Enhancement of UDP-Arabinose Supply and Engineering of Glycosyltransferase DaUGT121 from Dipsacus asperoides for Cauloside A Biosynthesis in Escherichia coli

Abstract

Cauloside A (hederagenin 3-O-α-L-arabinopyranoside) is a bioactive triterpenoid saponin with demonstrated anti-inflammatory, antimicrobial, cytotoxic, hemolytic, and molluscicidal properties. However, its structurally complex nature and limited natural availability make both large-scale chemical synthesis and extraction from medicinal plants particularly challenging. Microbial conversion via heterologous expression of glycosyltransferases provides a convenient and sustainable approach to produce cauloside A. Consequently, the efficient supply of uridine diphosphate-arabinose (UDP-Ara) is a critical determinant of the microbial synthesis of glycosides.

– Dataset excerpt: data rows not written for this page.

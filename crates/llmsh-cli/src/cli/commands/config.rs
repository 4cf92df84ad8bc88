//! Config command handlers.

use anyhow::{Context, Result};
use llmsh_core::config;

pub fn path() {
    println!("{}", config::paths::config_path().display());
}

pub fn init() -> Result<()> {
    let config_path = config::paths::config_path();
    config::Config::init(&config_path)
        .with_context(|| format!("init config at {}", config_path.display()))?;
    println!("Created config at {}", config_path.display());
    Ok(())
}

In this study, we first engineered Escherichia coli (E. coli) to express pathway enzymes, enabling the accumulation of UDP-glucose, UDP-glucuronic acid, UDP-xylose, and UDP-Ara. The biosynthesis of UDP-Ara was subsequently enhanced through pathway optimization and the implementation of a uridine triphosphate regeneration system. Additionally, a salvage pathway comprising arabinose kinase and UDP-sugar pyrophosphorylase was engineered to increase the supply of UDP-Ara in E. coli. Finally, the production of cauloside A was achieved for the first time by introducing the engineered glycosyltransferase DaUGT121 from Dipsacus asperoides into UDP-Ara-producing strains. Through fed-batch fermentation in a 5 L bioreactor, the concentration of cauloside A reached 435.6 mg∙L^–1. This study presents an efficient and scalable strategy for the biosynthesis of other high-value arabinose-derived natural products.